WHAT YOU ARE ASKED TO DO: For this exercise, copy out each line of the material below that includes "OwnedGame".

MATERIAL TO PROCESS:
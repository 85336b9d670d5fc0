use std::collections::HashMap;
use std::sync::Arc;

use async_trait::async_trait;
use chrono::{DateTime, Utc};
use tokio::sync::RwLock;
use uuid::Uuid;

use super::{LibraryStore, UpsertOutcome};
use crate::error::AppResult;
use crate::models::{
    ImportedGame, ImportedGamePatch, LinkedAccount, MatchStatus, OwnedGame, Storefront,
};
use crate::services::library_query::{LibraryQuery, ResultPage};

/// In-process store for local development and tests.
///
/// Users come into existence the first time they link an account; there is
/// no separate user table to seed.
#[derive(Clone, Default)]
pub struct MemoryStore {
    inner: Arc<RwLock<MemoryState>>,
}

type LiveKey = (Uuid, Storefront, String);

#[derive(Default)]
struct MemoryState {
    links: HashMap<Uuid, Option<LinkedAccount>>,
    games: Vec<ImportedGame>,
    /// Position in `games` of every live record.
    live: HashMap<LiveKey, usize>,
}

impl MemoryStore {
    pub fn new() -> Self {
        Self::default()
    }

    /// Every record ever written for the user, soft-deleted ones included.
    pub async fn all_records(&self, user_id: Uuid) -> Vec<ImportedGame> {
        let state = self.inner.read().await;
        state
            .games
            .iter()
            .filter(|g| g.user_id == user_id)
            .cloned()
            .collect()
    }
}

#[async_trait]
impl LibraryStore for MemoryStore {
    async fn ping(&self) -> bool {
        true
    }

    async fn find_linked_account(&self, user_id: Uuid) -> AppResult<Option<LinkedAccount>> {
        let state = self.inner.read().await;
        Ok(state.links.get(&user_id).cloned().flatten())
    }

    async fn save_linked_account(&self, user_id: Uuid, account: &LinkedAccount) -> AppResult<bool> {
        let mut state = self.inner.write().await;
        state.links.insert(user_id, Some(account.clone()));
        Ok(true)
    }

    async fn clear_linked_account(&self, user_id: Uuid) -> AppResult<bool> {
        let mut state = self.inner.write().await;
        Ok(state
            .links
            .get_mut(&user_id)
            .and_then(Option::take)
            .is_some())
    }

    async fn upsert_imported_games(&self, user_id: Uuid, games: &[OwnedGame]) -> AppResult<UpsertOutcome> {
        // Nothing below can fail, so holding the write lock for the whole run
        // keeps it all-or-nothing for readers.
        let mut guard = self.inner.write().await;
        let state = &mut *guard;
        let now = Utc::now();
        let mut outcome = UpsertOutcome::default();

        for game in games {
            let key = (user_id, Storefront::Steam, game.storefront_game_id.clone());
            match state.live.get(&key).copied() {
                Some(i) => {
                    let record = &mut state.games[i];
                    record.name = game.name.clone();
                    record.playtime_total = game.playtime_total;
                    record.playtime_per_platform = game.playtime_per_platform;
                    record.icon_url = game.icon_url.clone();
                    record.logo_url = game.logo_url.clone();
                    record.last_played_at = game.last_played_at();
                    record.updated_at = now;
                    outcome.updated += 1;
                }
                None => {
                    state.live.insert(key, state.games.len());
                    state.games.push(ImportedGame {
                        id: Uuid::new_v4(),
                        user_id,
                        name: game.name.clone(),
                        storefront: Storefront::Steam,
                        storefront_game_id: game.storefront_game_id.clone(),
                        playtime_total: game.playtime_total,
                        playtime_per_platform: game.playtime_per_platform,
                        icon_url: game.icon_url.clone(),
                        logo_url: game.logo_url.clone(),
                        last_played_at: game.last_played_at(),
                        match_status: MatchStatus::Pending,
                        created_at: now,
                        updated_at: now,
                        deleted_at: None,
                    });
                    outcome.created += 1;
                }
            }
        }

        Ok(outcome)
    }

    async fn query_imported_games(
        &self,
        user_id: Uuid,
        query: &LibraryQuery,
        now: DateTime<Utc>,
    ) -> AppResult<ResultPage<ImportedGame>> {
        let state = self.inner.read().await;
        let mut matching: Vec<&ImportedGame> = state
            .games
            .iter()
            .filter(|g| g.user_id == user_id && query.matches(g, now))
            .collect();
        matching.sort_by(|a, b| query.sort_by.compare(a, b));

        let total = matching.len() as i64;
        let items = matching
            .into_iter()
            .skip(query.offset() as usize)
            .take(query.limit as usize)
            .cloned()
            .collect();
        Ok(ResultPage::new(items, total, query))
    }

    async fn count_imported_games(&self, user_id: Uuid) -> AppResult<i64> {
        let state = self.inner.read().await;
        Ok(state
            .games
            .iter()
            .filter(|g| g.user_id == user_id && g.deleted_at.is_none())
            .count() as i64)
    }

    async fn patch_imported_game(
        &self,
        user_id: Uuid,
        game_id: Uuid,
        patch: &ImportedGamePatch,
    ) -> AppResult<Option<ImportedGame>> {
        let mut state = self.inner.write().await;
        let record = state
            .games
            .iter_mut()
            .find(|g| g.id == game_id && g.user_id == user_id && g.deleted_at.is_none());

        Ok(record.map(|record| {
            patch.apply(record);
            record.updated_at = Utc::now();
            record.clone()
        }))
    }

    async fn soft_delete_imported_game(&self, user_id: Uuid, game_id: Uuid) -> AppResult<bool> {
        let mut guard = self.inner.write().await;
        let state = &mut *guard;
        let now = Utc::now();
        let Some(record) = state
            .games
            .iter_mut()
            .find(|g| g.id == game_id && g.user_id == user_id && g.deleted_at.is_none())
        else {
            return Ok(false);
        };

        record.deleted_at = Some(now);
        record.updated_at = now;
        let key = (record.user_id, record.storefront, record.storefront_game_id.clone());
        state.live.remove(&key);
        Ok(true)
    }
}

#[cfg(test)]
mod tests {
    use super::*;
    use chrono::{Duration, TimeZone};

    use crate::models::PlatformPlaytime;
    use crate::services::library_query::{ImportedGamesParams, SortBy};

    fn owned(app_id: &str, name: &str, playtime: i32) -> OwnedGame {
        OwnedGame {
            storefront_game_id: app_id.to_string(),
            name: name.to_string(),
            playtime_total: playtime,
            playtime_per_platform: PlatformPlaytime {
                windows: playtime,
                mac: 0,
                linux: 0,
            },
            icon_url: None,
            logo_url: None,
            last_played_epoch_secs: 0,
        }
    }

    #[tokio::test]
    async fn upsert_creates_then_updates_in_place() {
        let store = MemoryStore::new();
        let user = Uuid::new_v4();

        let first = store
            .upsert_imported_games(user, &[owned("10", "Counter-Strike", 5)])
            .await
            .unwrap();
        assert_eq!(first, UpsertOutcome { created: 1, updated: 0 });

        let second = store
            .upsert_imported_games(user, &[owned("10", "Counter-Strike", 50)])
            .await
            .unwrap();
        assert_eq!(second, UpsertOutcome { created: 0, updated: 1 });

        let records = store.all_records(user).await;
        assert_eq!(records.len(), 1);
        assert_eq!(records[0].playtime_total, 50);
        assert!(records[0].updated_at >= records[0].created_at);
    }

    #[tokio::test]
    async fn soft_deleted_title_is_recreated_on_next_upsert() {
        let store = MemoryStore::new();
        let user = Uuid::new_v4();
        store
            .upsert_imported_games(user, &[owned("20", "Half-Life", 0)])
            .await
            .unwrap();
        let original = store.all_records(user).await[0].clone();

        assert!(store.soft_delete_imported_game(user, original.id).await.unwrap());
        assert!(!store.soft_delete_imported_game(user, original.id).await.unwrap());
        assert_eq!(store.count_imported_games(user).await.unwrap(), 0);

        let outcome = store
            .upsert_imported_games(user, &[owned("20", "Half-Life", 0)])
            .await
            .unwrap();
        assert_eq!(outcome.created, 1);
        assert_eq!(store.all_records(user).await.len(), 2);
        assert_eq!(store.count_imported_games(user).await.unwrap(), 1);
    }

    #[tokio::test]
    async fn records_are_scoped_to_their_owner() {
        let store = MemoryStore::new();
        let alice = Uuid::new_v4();
        let bob = Uuid::new_v4();
        store
            .upsert_imported_games(alice, &[owned("30", "Portal", 10)])
            .await
            .unwrap();
        let game_id = store.all_records(alice).await[0].id;

        let patch = ImportedGamePatch {
            match_status: Some(MatchStatus::Matched),
            name: None,
        };
        assert!(store.patch_imported_game(bob, game_id, &patch).await.unwrap().is_none());
        assert!(!store.soft_delete_imported_game(bob, game_id).await.unwrap());

        let page = store
            .query_imported_games(bob, &LibraryQuery::default(), Utc::now())
            .await
            .unwrap();
        assert_eq!(page.total, 0);
    }

    #[tokio::test]
    async fn clearing_a_link_reports_whether_one_existed() {
        let store = MemoryStore::new();
        let user = Uuid::new_v4();
        assert!(!store.clear_linked_account(user).await.unwrap());

        let account = LinkedAccount {
            steam_id64: "76561198012345678".into(),
            display_name: "gaben".into(),
            avatar_url: "https://avatars.example/a.jpg".into(),
            profile_url: "https://steamcommunity.com/id/gaben/".into(),
            linked_at: Some(Utc::now()),
        };
        store.save_linked_account(user, &account).await.unwrap();
        assert_eq!(store.find_linked_account(user).await.unwrap(), Some(account));

        assert!(store.clear_linked_account(user).await.unwrap());
        assert_eq!(store.find_linked_account(user).await.unwrap(), None);
    }

    /// Three titles with distinct names, playtimes, add dates and last-played
    /// dates. `b` has never been played.
    async fn seeded_library(user: Uuid) -> MemoryStore {
        let store = MemoryStore::new();
        store
            .upsert_imported_games(
                user,
                &[owned("1", "a", 300), owned("2", "b", 200), owned("3", "c", 100)],
            )
            .await
            .unwrap();

        let base = Utc.with_ymd_and_hms(2024, 1, 1, 0, 0, 0).unwrap();
        let mut state = store.inner.write().await;
        for record in state.games.iter_mut() {
            let (added, played) = match record.name.as_str() {
                "a" => (2, Some(10)),
                "b" => (1, None),
                _ => (3, Some(5)),
            };
            record.created_at = base + Duration::days(added);
            record.last_played_at = played.map(|d| base + Duration::days(d));
        }
        drop(state);
        store
    }

    async fn names(
        store: &MemoryStore,
        user: Uuid,
        params: ImportedGamesParams,
    ) -> (Vec<String>, ResultPage<ImportedGame>) {
        let page = store
            .query_imported_games(user, &LibraryQuery::from(params), Utc::now())
            .await
            .unwrap();
        (page.items.iter().map(|g| g.name.clone()).collect(), page)
    }

    #[tokio::test]
    async fn every_sort_order_is_applied() {
        let user = Uuid::new_v4();
        let store = seeded_library(user).await;

        let expected = [
            (SortBy::NameAsc, ["a", "b", "c"]),
            (SortBy::NameDesc, ["c", "b", "a"]),
            (SortBy::PlaytimeAsc, ["c", "b", "a"]),
            (SortBy::PlaytimeDesc, ["a", "b", "c"]),
            (SortBy::LastPlayedAsc, ["c", "a", "b"]),
            (SortBy::LastPlayedDesc, ["a", "c", "b"]),
            (SortBy::AddedDesc, ["c", "a", "b"]),
        ];
        for (sort_by, order) in expected {
            let params = ImportedGamesParams {
                sort_by: Some(sort_by),
                ..Default::default()
            };
            let (got, _) = names(&store, user, params).await;
            assert_eq!(got, order, "{sort_by:?}");
        }
    }

    #[tokio::test]
    async fn second_page_holds_the_remainder() {
        let user = Uuid::new_v4();
        let store = seeded_library(user).await;

        let params = ImportedGamesParams {
            page: Some(2),
            limit: Some(2),
            sort_by: Some(SortBy::NameAsc),
            ..Default::default()
        };
        let (got, page) = names(&store, user, params).await;
        assert_eq!(got, ["c"]);
        assert_eq!((page.page, page.limit, page.total, page.total_pages), (2, 2, 3, 2));

        let params = ImportedGamesParams {
            page: Some(3),
            limit: Some(2),
            ..Default::default()
        };
        let (got, page) = names(&store, user, params).await;
        assert!(got.is_empty());
        assert_eq!(page.total, 3);
    }

    #[tokio::test]
    async fn same_title_is_tracked_per_user() {
        let store = MemoryStore::new();
        let alice = Uuid::new_v4();
        let bob = Uuid::new_v4();

        store
            .upsert_imported_games(alice, &[owned("10", "Counter-Strike", 5)])
            .await
            .unwrap();
        let outcome = store
            .upsert_imported_games(bob, &[owned("10", "Counter-Strike", 7)])
            .await
            .unwrap();
        assert_eq!(outcome, UpsertOutcome { created: 1, updated: 0 });

        let alice_cs = store.all_records(alice).await[0].clone();
        assert!(store.soft_delete_imported_game(alice, alice_cs.id).await.unwrap());

        let outcome = store
            .upsert_imported_games(bob, &[owned("10", "Counter-Strike", 9)])
            .await
            .unwrap();
        assert_eq!(outcome, UpsertOutcome { created: 0, updated: 1 });
        assert_eq!(store.all_records(bob).await[0].playtime_total, 9);
        assert_eq!(store.all_records(alice).await[0].playtime_total, 5);
    }
}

FINAL ANSWER:
    ImportedGame, ImportedGamePatch, LinkedAccount, MatchStatus, OwnedGame, Storefront,
    async fn upsert_imported_games(&self, user_id: Uuid, games: &[OwnedGame]) -> AppResult<UpsertOutcome> {
    fn owned(app_id: &str, name: &str, playtime: i32) -> OwnedGame {
        OwnedGame {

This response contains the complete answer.